Éric Leblond : Ils ont réagi très très vite, il n'y a rien à dire là-dessus. Il ont réagi très vite. Ils ont réussi à trouver qu'il y avait, effectivement, une fuite de données qui avait été faite. Mais l’une de problématiques de cette faille c'est qu'elle ne laisse pas de trace. Il y a beaucoup d'attaques, où, lorsqu’on fait l'attaque, on a tout de suite une trace qui est laissée. Mais celle-ci se passe de telle manière, que lorsqu'on a vu descendre de XKCD tout à l'heure, on récupère l'intégralité des données, eh bien on est en plein milieu des transferts du protocole et des échanges et donc, par conséquent, c'est tout à fait normal.
Daniel Schneidermann : Alors si elle ne laisse pas de trace comment on peut savoir que ce fameux site canadien, par exemple, a été infecté ?
Éric Leblond : On peut faire a posteriori, savoir, regarder l'intégralité des échanges du protocole. C'est-à-dire tout ce qui a été transité sur votre lien internet en direction de ce serveur-là, on peut le stocker, et après dire « maintenant je vais faire une étude a posteriori, maintenant que je sais qu'il y a la faille et je vais chercher les motifs qui correspondent à cette faille et faire une alarme derrière».
Daniel Schneidermann :OK. Donc elle laisse quand même des traces ?
Éric Leblond : Elle laisse des traces.
Jean-Marc Manach : Ça dépend si vous avez une caméra de surveillance ou pas.

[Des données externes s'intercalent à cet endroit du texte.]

//! Validation aggregator.
//!
//! Runs the internal corpus scan and the external search side by side and
//! folds whatever came back into one [`ValidationOutcome`]. Each source is
//! isolated in its own task: a panic on either side drops that source from
//! the result and is logged, the other source is unaffected.

use ideavoid_core::internal::{CorpusSimilarity, InternalValidator};
use ideavoid_core::models::{Idea, SourceResult, ValidationOutcome, ValidationResult};
use ideavoid_core::saturation;
use ideavoid_core::scoring::{aggregate_score, determine_status};
use ideavoid_core::search::SearchValidator;
use std::sync::Arc;

/// Per-call options. Passed down explicitly so concurrent calls never
/// share a refresh flag.
#[derive(Debug, Clone, Copy, Default, PartialEq, Eq)]
pub struct ValidationContext {
    pub bypass_search_cache: bool,
}

impl ValidationContext {
    pub fn fresh() -> Self {
        Self {
            bypass_search_cache: true,
        }
    }
}

#[derive(Clone)]
pub struct Aggregator {
    internal_enabled: bool,
    internal: Arc<dyn InternalValidator>,
    search: Arc<dyn SearchValidator>,
}

impl Aggregator {
    pub fn new(
        internal_enabled: bool,
        internal: Arc<dyn InternalValidator>,
        search: Arc<dyn SearchValidator>,
    ) -> Self {
        Self {
            internal_enabled,
            internal,
            search,
        }
    }

    /// The default internal validator with the given search validator.
    pub fn with_search(internal_enabled: bool, search: Arc<dyn SearchValidator>) -> Self {
        Self::new(internal_enabled, Arc::new(CorpusSimilarity), search)
    }

    pub fn search(&self) -> &Arc<dyn SearchValidator> {
        &self.search
    }

    pub fn internal_enabled(&self) -> bool {
        self.internal_enabled
    }

    pub async fn aggregate(
        &self,
        idea: &Idea,
        corpus: Arc<[Idea]>,
        ctx: ValidationContext,
    ) -> ValidationOutcome {
        let internal = async {
            if !self.internal_enabled {
                return None;
            }
            let validator = Arc::clone(&self.internal);
            let idea = idea.clone();
            match tokio::task::spawn_blocking(move || validator.validate(&idea, &corpus)).await {
                Ok(result) => Some(SourceResult::InternalDatabase(result)),
                Err(e) => {
                    tracing::error!(error = %e, "internal validation failed");
                    None
                }
            }
        };

        let external = async {
            if !self.search.is_enabled() {
                return None;
            }
            let search = Arc::clone(&self.search);
            let idea = idea.clone();
            let bypass = ctx.bypass_search_cache;
            match tokio::spawn(async move { search.validate_with_search(&idea, bypass).await })
                .await
            {
                Ok(result) if result.enabled => Some(SourceResult::ExternalSearch(result)),
                Ok(_) => None,
                Err(e) => {
                    tracing::error!(error = %e, "external search validation failed");
                    None
                }
            }
        };

        let (internal, external) = tokio::join!(internal, external);
        let sources: Vec<SourceResult> = internal.into_iter().chain(external).collect();

        let aggregated_score = aggregate_score(&sources);
        let status = determine_status(&aggregated_score);
        let saturation = saturation::from_aggregated_score(&aggregated_score);

        tracing::debug!(
            idea = %idea.name,
            sources = sources.len(),
            competitors = aggregated_score.total_competitors,
            status = status.as_str(),
            "aggregated validation"
        );

        ValidationOutcome {
            validation: ValidationResult {
                sources,
                aggregated_score,
                status,
            },
            saturation,
        }
    }
}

Éric Leblond :Exactement. Si on a fait la démarche de tout stocker ce qui passait, peu vraisemblable, parce que ça veut dire qu'on a stocké l'intégralité des échanges qui ont transité sur le serveur depuis des mois, depuis deux ans, quasiment, il faudrait garder pour savoir si on été impacté ou pas. Il y a très peu de sociétés ou d'organismes qui peuvent se permettre ça.